ただそのままで、わたしの手の中にあれば。この手の中にあったなら。


わたしはまだ、そうちゃんの幼なじみでいられるだろう。


わたしはまだ、そうちゃんに恋をしていられるだろう。


『彼女とか、別にいらない』

『俺が心配だから、駄目』

『分かれよ、馬鹿』


めぐる。巡る。


『呼びたくなっただけですけど、何か』


さかのぼる。


『デートだろ』


巻き戻る。


『俺が好きって言ったって、言って』


オレンジ色のアスファルト。伸びた影。吹きつける風。見上げた横顔。


『名前で、呼べよ』


そうちゃんがくれた大切な呼び名は、そうちゃんが初めて三日月の口でわたしを呼んだそのときから、わたしの中に根を張った。

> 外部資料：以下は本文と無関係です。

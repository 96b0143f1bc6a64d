use crate::config::{EmptyClusterPolicy, KMeansConfig};
use crate::error::{Error, Result};
use crate::index::DocId;
use crate::matrix::TermDocumentMatrix;
use ndarray::Array2;
use rand::Rng;
use serde::Serialize;

#[derive(Debug, Clone, Copy, PartialEq, Eq, Serialize)]
#[serde(rename_all = "snake_case")]
pub enum KMeansState {
    Initialized,
    Iterating,
    Converged,
}

/// Spherical k-means over the document columns. Distance is `1 - cos(d, c)`
/// and RSS sums each document's distance to its centroid. The caller's `Rng`
/// is the only source of randomness.
#[derive(Debug, Clone)]
pub struct KMeans {
    config: KMeansConfig,
    /// Unit-length document columns as sparse `(row, value)` entries.
    docs: Vec<Vec<(usize, f64)>>,
    /// One column per cluster.
    centroids: Array2<f64>,
    assignment: Vec<usize>,
    previous_rss: f64,
    rss: f64,
    rss_history: Vec<f64>,
    iterations: usize,
    state: KMeansState,
}

/// Terminal output of a k-means run.
#[derive(Debug, Clone)]
pub struct Clustering {
    /// Term space x clusters, unit-length columns.
    pub centroids: Array2<f64>,
    /// Cluster index per document column.
    pub assignment: Vec<usize>,
    pub iterations: usize,
    pub rss: f64,
    pub rss_history: Vec<f64>,
    pub converged: bool,
}

impl KMeans {
    /// Seeds the centroids with `config.clusters` distinct documents drawn uniformly.
    pub fn init<R: Rng + ?Sized>(matrix: &TermDocumentMatrix, config: &KMeansConfig, rng: &mut R) -> Result<Self> {
        let (k, n) = (config.clusters, matrix.num_docs());
        if k == 0 || k > n {
            return Err(Error::InvalidClusterCount { clusters: k, documents: n });
        }
        let picks: Vec<DocId> = rand::seq::index::sample(rng, n, k).into_iter().map(|col| col as DocId + 1).collect();
        Self::with_seeds(matrix, config, &picks)
    }

    /// Seeds the centroids with the given documents, one per cluster.
    pub fn with_seeds(matrix: &TermDocumentMatrix, config: &KMeansConfig, seeds: &[DocId]) -> Result<Self> {
        let n = matrix.num_docs();
        if seeds.is_empty() || seeds.len() > n || seeds.iter().any(|&d| d == 0 || d as usize > n) {
            return Err(Error::InvalidClusterCount { clusters: seeds.len(), documents: n });
        }
        let docs = matrix.normalize_columns().columns();
        let mut centroids = Array2::zeros((matrix.num_rows(), seeds.len()));
        for (c, &doc_id) in seeds.iter().enumerate() {
            for &(row, v) in &docs[doc_id as usize - 1] {
                centroids[[row, c]] = v;
            }
        }
        tracing::debug!(clusters = seeds.len(), ?seeds, "initialized centroids");
        Ok(Self {
            config: KMeansConfig { clusters: seeds.len(), ..config.clone() },
            docs,
            centroids,
            assignment: vec![0; n],
            previous_rss: f64::MAX,
            rss: f64::MAX,
            rss_history: Vec::new(),
            iterations: 0,
            state: KMeansState::Initialized,
        })
    }

    pub fn state(&self) -> KMeansState { self.state }
    pub fn iterations(&self) -> usize { self.iterations }
    pub fn rss(&self) -> f64 { self.rss }

    /// One round of normalize, assign, recompute.
    pub fn step<R: Rng + ?Sized>(&mut self, rng: &mut R) -> Result<KMeansState> {
        if self.state == KMeansState::Converged {
            return Ok(self.state);
        }
        normalize_columns(&mut self.centroids);

        let k = self.centroids.ncols();
        let mut rss = 0.0;
        for (doc, slot) in self.docs.iter().zip(self.assignment.iter_mut()) {
            let mut best = 0;
            let mut best_distance = f64::INFINITY;
            for c in 0..k {
                let sim: f64 = doc.iter().map(|&(row, v)| v * self.centroids[[row, c]]).sum();
                let distance = 1.0 - sim;
                if distance < best_distance {
                    best = c;
                    best_distance = distance;
                }
            }
            *slot = best;
            rss += best_distance;
        }

        self.iterations += 1;
        self.recompute_centroids(rng)?;
        self.rss = rss;
        self.rss_history.push(rss);
        tracing::debug!(iteration = self.iterations, rss, "k-means iteration");

        self.state = if self.previous_rss - rss < self.config.epsilon {
            KMeansState::Converged
        } else {
            KMeansState::Iterating
        };
        self.previous_rss = rss;
        Ok(self.state)
    }

    fn recompute_centroids<R: Rng + ?Sized>(&mut self, rng: &mut R) -> Result<()> {
        let k = self.centroids.ncols();
        let mut sums = Array2::<f64>::zeros(self.centroids.raw_dim());
        let mut counts = vec![0usize; k];
        for (doc, &c) in self.docs.iter().zip(&self.assignment) {
            for &(row, v) in doc {
                sums[[row, c]] += v;
            }
            counts[c] += 1;
        }
        for (c, &count) in counts.iter().enumerate() {
            if count > 0 {
                let mut col = sums.column_mut(c);
                col /= count as f64;
                continue;
            }
            match self.config.empty_cluster {
                EmptyClusterPolicy::Fail => return Err(Error::EmptyCluster { cluster: c, iteration: self.iterations }),
                EmptyClusterPolicy::KeepPrevious => sums.column_mut(c).assign(&self.centroids.column(c)),
                EmptyClusterPolicy::Reseed => {
                    let pick = rng.random_range(0..self.docs.len());
                    for &(row, v) in &self.docs[pick] {
                        sums[[row, c]] = v;
                    }
                }
            }
            tracing::warn!(cluster = c, iteration = self.iterations, policy = ?self.config.empty_cluster, "empty cluster");
        }
        self.centroids = sums;
        Ok(())
    }

    /// Iterates until RSS stops decreasing by at least `epsilon`, or the
    /// iteration cap is hit.
    pub fn run<R: Rng + ?Sized>(mut self, rng: &mut R) -> Result<Clustering> {
        while self.state != KMeansState::Converged && self.iterations < self.config.max_iterations {
            self.step(rng)?;
        }
        let converged = self.state == KMeansState::Converged;
        if converged {
            tracing::info!(iterations = self.iterations, rss = self.rss, "k-means converged");
        } else {
            tracing::warn!(iterations = self.iterations, rss = self.rss, "k-means stopped at iteration cap");
        }
        normalize_columns(&mut self.centroids);
        Ok(Clustering {
            centroids: self.centroids,
            assignment: self.assignment,
            iterations: self.iterations,
            rss: self.rss,
            rss_history: self.rss_history,
            converged,
        })
    }
}

fn normalize_columns(m: &mut Array2<f64>) {
    for mut col in m.columns_mut() {
        let norm = col.dot(&col).sqrt();
        if norm > 0.0 {
            col /= norm;
        }
    }
}

impl Clustering {
    pub fn num_clusters(&self) -> usize { self.centroids.ncols() }

    /// Document ids per cluster, ascending.
    pub fn members(&self) -> Vec<Vec<DocId>> {
        let mut out = vec![Vec::new(); self.num_clusters()];
        for (col, &c) in self.assignment.iter().enumerate() {
            out[c].push(col as DocId + 1);
        }
        out
    }

    /// The `n` heaviest terms of each centroid.
    pub fn top_terms(&self, terms: &[String], n: usize) -> Vec<Vec<(String, f64)>> {
        self.centroids
            .columns()
            .into_iter()
            .map(|col| {
                let mut weighted: Vec<(usize, f64)> = col.iter().copied().enumerate().filter(|&(_, w)| w > 0.0).collect();
                weighted.sort_by(|a, b| b.1.total_cmp(&a.1));
                weighted.into_iter().take(n).map(|(row, w)| (terms[row].clone(), w)).collect()
            })
            .collect()
    }
}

少しずつ変わる幼なじみの定義は、そうちゃんとの距離を示し続けた。


甘やかな日常は、振り返ったときにこそ輝かしく、重く、ひたすらに甘やかで。


『美里』


夢に出てくる全ては、わたしという存在の大半は、そうちゃんがくれたものでできていた。

ずっと抱えていたいものが、たくさんあった。


夢を見る。


そうちゃんに関連する全てを夢に見る。